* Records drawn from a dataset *
*****
//! ID logic management.

use std::fmt;

use serde::{Deserialize, Serialize};

use crate::error::{DomainError, Result};

const MAX_LENGTH: usize = 64;

/// Value object of an identity identifier.
///
/// Opaque to callers. Assigned once when the identity is built and never
/// changed afterwards.
#[derive(
    Debug, Clone, PartialEq, Eq, PartialOrd, Ord, Hash, Serialize, Deserialize,
)]
#[serde(transparent)]
pub struct IdentityId(String);

impl IdentityId {
    /// Generates a fresh random [`IdentityId`].
    pub fn generate() -> Self {
        Self(uuid::Uuid::new_v4().simple().to_string())
    }

    /// Converts a [`String`] into a valid [`IdentityId`].
    ///
    /// # Errors
    ///
    /// Returns `Err` if the string is empty, longer than 64 characters or
    /// contains anything else than ASCII letters, digits and `-`.
    pub fn parse(id: impl Into<String>) -> Result<Self> {
        let id = id.into();
        let trimmed = id.trim();

        if trimmed.is_empty() || trimmed.len() > MAX_LENGTH {
            return Err(DomainError::InvalidIdFormat);
        }

        if !trimmed.chars().all(|c| c.is_ascii_alphanumeric() || c == '-') {
            return Err(DomainError::InvalidIdFormat);
        }

        Ok(Self(trimmed.to_string()))
    }

    /// Returns the same string as a string slice `&str`.
    #[inline]
    pub fn as_str(&self) -> &str {
        &self.0
    }
}

impl fmt::Display for IdentityId {
    fn fmt(&self, f: &mut fmt::Formatter<'_>) -> fmt::Result {
        write!(f, "{}", self.0)
    }
}

impl AsRef<str> for IdentityId {
    fn as_ref(&self) -> &str {
        &self.0
    }
}

#[cfg(test)]
mod tests {
    use super::*;

    #[test]
    fn test_generated_ids_are_distinct_and_parseable() {
        let first = IdentityId::generate();
        let second = IdentityId::generate();

        assert_ne!(first, second);
        assert_eq!(IdentityId::parse(first.to_string()).unwrap(), first);
    }

    #[test]
    fn test_parse_rejects_garbage() {
        assert!(IdentityId::parse("").is_err());
        assert!(IdentityId::parse("   ").is_err());
        assert!(IdentityId::parse("a/b").is_err());
        assert!(IdentityId::parse("x".repeat(65)).is_err());
    }
}
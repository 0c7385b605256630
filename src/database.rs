//! PostgreSQL connection pool.

use sqlx::PgPool;
use sqlx::postgres::PgPoolOptions;

use crate::config::Postgres;

pub const DEFAULT_CREDENTIALS: &str = "postgres";
pub const DEFAULT_DATABASE_NAME: &str = "agora";
pub const DEFAULT_POOL_SIZE: u32 = 10;

/// Connect to PostgreSQL and run pending migrations.
pub async fn connect(config: &Postgres) -> Result<PgPool, Box<dyn std::error::Error>> {
    let username = config.username.as_deref().unwrap_or(DEFAULT_CREDENTIALS);
    let password = config.password.as_deref().unwrap_or(DEFAULT_CREDENTIALS);
    let db = config.database.as_deref().unwrap_or(DEFAULT_DATABASE_NAME);
    let hostname = &config.address;

    let addr = format!("postgres://{username}:{password}@{hostname}/{db}");
    let pool = PgPoolOptions::new()
        .max_connections(config.pool_size.unwrap_or(DEFAULT_POOL_SIZE));
    let postgres = pool.connect(&addr).await?;

    tracing::info!(%hostname, %db, "postgres connected");

    // execute migrations scripts on start.
    sqlx::migrate!().run(&postgres).await?;

    Ok(postgres)
}
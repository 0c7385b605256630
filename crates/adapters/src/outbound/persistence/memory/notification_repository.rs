//! In-memory implementation for notification repository.

use application::error::Result;
use application::ports::outbound::NotificationRepository;
use async_trait::async_trait;
use domain::identity::IdentityId;
use domain::notification::{Notification, NotificationId};
use tokio::sync::RwLock;

/// In-memory notification repository.
#[derive(Default)]
pub struct InMemoryNotificationRepository {
    notifications: RwLock<Vec<Notification>>,
}

impl InMemoryNotificationRepository {
    /// Create a new empty [`InMemoryNotificationRepository`].
    pub fn new() -> Self {
        Self::default()
    }

    /// Store a notification. Producing notifications is the forum's job;
    /// this is how they land here.
    pub async fn push(&self, notification: Notification) {
        self.notifications.write().await.push(notification);
    }

    /// Current state of a stored notification.
    pub async fn get(&self, id: NotificationId) -> Option<Notification> {
        self.notifications
            .read()
            .await
            .iter()
            .find(|n| n.id == id)
            .cloned()
    }
}

#[async_trait]
impl NotificationRepository for InMemoryNotificationRepository {
    async fn mark_read(
        &self,
        owner: &IdentityId,
        ids: &[NotificationId],
    ) -> Result<u64> {
        let mut notifications = self.notifications.write().await;

        let mut changed = 0;
        for notification in notifications
            .iter_mut()
            .filter(|n| !n.read && n.owner == *owner && ids.contains(&n.id))
        {
            notification.read = true;
            changed += 1;
        }

        Ok(changed)
    }

    async fn unread_count(&self, owner: &IdentityId) -> Result<u64> {
        let notifications = self.notifications.read().await;

        Ok(notifications
            .iter()
            .filter(|n| !n.read && n.owner == *owner)
            .count() as u64)
    }

    async fn delete_for_owner(&self, owner: &IdentityId) -> Result<u64> {
        let mut notifications = self.notifications.write().await;

        let before = notifications.len();
        notifications.retain(|n| n.owner != *owner);

        Ok((before - notifications.len()) as u64)
    }
}
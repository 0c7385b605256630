//! Account resolution use case implementation.

use std::sync::Arc;

use async_trait::async_trait;
use domain::identity::{
    IdentityBuilder, IdentityEvent, IdentityId, IdentityOrigin, IdentityRecord,
    ProviderBinding, login,
};

use crate::dto::{ProviderCallbackDto, ProviderProfileDto};
use crate::error::{ApplicationError, Result};
use crate::ports::inbound::ResolveAccount;
use crate::ports::outbound::{
    Clock, EventPublisher, IdentityRepository, TelemetryPort,
};
use crate::usecases::persist::{IdentityWriter, PersistPolicy};
use crate::usecases::rejected;

/// Account resolution use case service.
pub struct AccountResolver {
    identities: Arc<dyn IdentityRepository>,
    writer: IdentityWriter,
    events: Arc<dyn EventPublisher>,
    telemetry: Arc<dyn TelemetryPort>,
    clock: Arc<dyn Clock>,
}

impl AccountResolver {
    pub fn new(
        identities: Arc<dyn IdentityRepository>,
        events: Arc<dyn EventPublisher>,
        telemetry: Arc<dyn TelemetryPort>,
        clock: Arc<dyn Clock>,
    ) -> Self {
        Self {
            writer: IdentityWriter::new(Arc::clone(&identities)),
            identities,
            events,
            telemetry,
            clock,
        }
    }

    fn observe<T>(&self, operation: &str, result: Result<T>) -> Result<T> {
        if let Err(err) = &result {
            self.telemetry.record_resolution_failure(operation, err);
        }
        result
    }

    fn created(&self, identity: &IdentityRecord, origin: IdentityOrigin) {
        self.telemetry.record_identity_created(&identity.id, origin);
        self.events.publish(IdentityEvent::Created {
            id: identity.id.clone(),
            origin,
        });
    }

    async fn guest(&self, email: &str) -> Result<IdentityRecord> {
        if !email.trim().is_empty() {
            if let Some(identity) = self.identities.find_by_email(email).await? {
                return Ok(identity);
            }
        }

        let record = IdentityBuilder::new(self.clock.now())
            .login(login::from_email(email))
            .email(email)
            .guest()
            .build();

        match self.writer.insert(&record, PersistPolicy::Validate).await {
            Ok(()) => {
                self.created(&record, IdentityOrigin::Guest);
                Ok(record)
            },
            // A concurrent request may have created the same guest between
            // our lookup and our write. Its record is the answer.
            Err(
                err @ (ApplicationError::Duplicate { .. }
                | ApplicationError::Validation(_)),
            ) => match self.identities.find_by_email(email).await? {
                Some(identity) if !email.trim().is_empty() => Ok(identity),
                _ => Err(err),
            },
            Err(err) => Err(err),
        }
    }

    /// Login derived from the provider handle, or a synthetic one when the
    /// handle is unusable or already taken.
    async fn provider_login(
        &self,
        info: &ProviderProfileDto,
        now: u64,
    ) -> Result<String> {
        let handle = info
            .nickname
            .as_deref()
            .filter(|nickname| !nickname.trim().is_empty())
            .or(info.username.as_deref())
            .unwrap_or_default();

        let candidate = login::normalize(handle);
        if candidate.is_empty()
            || self.identities.find_by_login(&candidate).await?.is_some()
        {
            return Ok(login::synthetic(now));
        }

        Ok(candidate)
    }

    async fn create_from_provider(
        &self,
        payload: ProviderCallbackDto,
    ) -> Result<IdentityRecord> {
        if payload.provider.trim().is_empty() || payload.uid.trim().is_empty() {
            return Err(rejected(
                "authorizations",
                "presence",
                "provider and uid can't be blank",
            ));
        }

        if self
            .identities
            .find_binding_owner(&payload.provider, &payload.uid)
            .await?
            .is_some()
        {
            return Err(ApplicationError::Duplicate {
                field: "authorizations",
            });
        }

        let now = self.clock.now();
        let login = self.provider_login(&payload.info, now).await?;
        let ProviderProfileDto {
            email,
            location,
            description,
            urls,
            ..
        } = payload.info;

        let record = IdentityBuilder::new(now)
            .login(login)
            .email(email.unwrap_or_default())
            .location(location)
            .tagline(description)
            .website(urls.into_iter().next().map(|(_, url)| url))
            .binding(ProviderBinding::new(payload.provider, payload.uid))
            .build();

        // The binding travels with the record, so it exists iff the insert
        // succeeded.
        self.writer
            .insert(&record, PersistPolicy::SkipValidation)
            .await?;
        self.created(&record, IdentityOrigin::Provider);

        Ok(record)
    }

    async fn sign_in(&self, payload: ProviderCallbackDto) -> Result<IdentityRecord> {
        if let Some(identity) = self
            .identities
            .find_binding_owner(&payload.provider, &payload.uid)
            .await?
        {
            return Ok(identity);
        }

        let provider = payload.provider.clone();
        let uid = payload.uid.clone();
        match self.create_from_provider(payload).await {
            Err(err @ ApplicationError::Duplicate { .. }) => self
                .identities
                .find_binding_owner(&provider, &uid)
                .await?
                .ok_or(err),
            result => result,
        }
    }

    async fn bind(
        &self,
        id: &IdentityId,
        provider: &str,
        external_id: &str,
    ) -> Result<IdentityRecord> {
        let mut identity = self
            .identities
            .find_by_id(id)
            .await?
            .ok_or(ApplicationError::IdentityNotFound)?;

        if let Some(owner) =
            self.identities.find_binding_owner(provider, external_id).await?
        {
            if owner.id == identity.id {
                return Ok(identity);
            }

            return Err(rejected(
                "authorizations",
                "taken",
                format!("this {provider} account is linked to someone else"),
            ));
        }

        let binding = ProviderBinding::new(provider, external_id);
        if identity.bind(binding.clone()).is_err() {
            return Err(rejected(
                "authorizations",
                "taken",
                format!("already linked to another {provider} account"),
            ));
        }

        self.identities.attach_binding(&identity.id, &binding).await?;
        self.telemetry.record_provider_bound(&identity.id, provider);

        Ok(identity)
    }
}

#[async_trait]
impl ResolveAccount for AccountResolver {
    async fn find_or_create_guest(&self, email: &str) -> Result<IdentityRecord> {
        let result = self.guest(email).await;
        self.observe("find_or_create_guest", result)
    }

    async fn find_by_provider_binding(
        &self,
        provider: &str,
        external_id: &str,
    ) -> Result<Option<IdentityRecord>> {
        let result =
            self.identities.find_binding_owner(provider, external_id).await;
        self.observe("find_by_provider_binding", result)
    }

    async fn create_from_provider_callback(
        &self,
        payload: ProviderCallbackDto,
    ) -> Result<IdentityRecord> {
        let result = self.create_from_provider(payload).await;
        self.observe("create_from_provider_callback", result)
    }

    async fn sign_in_with_provider(
        &self,
        payload: ProviderCallbackDto,
    ) -> Result<IdentityRecord> {
        let result = self.sign_in(payload).await;
        self.observe("sign_in_with_provider", result)
    }

    async fn bind_provider(
        &self,
        id: &IdentityId,
        provider: &str,
        external_id: &str,
    ) -> Result<IdentityRecord> {
        let result = self.bind(id, provider, external_id).await;
        self.observe("bind_provider", result)
    }
}
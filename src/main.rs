use agora::config::Configuration;
use agora::telemetry::init_tracing;

#[tokio::main]
async fn main() -> Result<(), Box<dyn std::error::Error>> {
    let config = Configuration::default().read();
    init_tracing(config.log_level.as_deref());

    let state = agora::initialize_state(config).await?;
    tracing::info!(
        name = %state.config.name,
        version = state.config.version(),
        "agora is ready"
    );

    tokio::signal::ctrl_c().await?;
    tracing::info!("shutting down");

    Ok(())
}
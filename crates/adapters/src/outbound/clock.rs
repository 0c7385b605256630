//! Time adapters.
//!
//! Code crash if there is a physical inconsistency (unrecoverable state).

use application::ports::outbound::Clock;

/// System clock using the OS time.
#[derive(Default)]
pub struct SystemClock;

impl SystemClock {
    pub fn new() -> Self {
        Self
    }
}

impl Clock for SystemClock {
    fn now(&self) -> u64 {
        std::time::SystemTime::now()
            .duration_since(std::time::UNIX_EPOCH)
            .expect("system time before Unix epoch")
            .as_secs()
    }
}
*****
* TASK ITEM *
Note down each line above where the word "before" occurs.

* ANSWER TO THE EXERCISE *
        let before = notifications.len();
        Ok((before - notifications.len()) as u64)
            .expect("system time before Unix epoch")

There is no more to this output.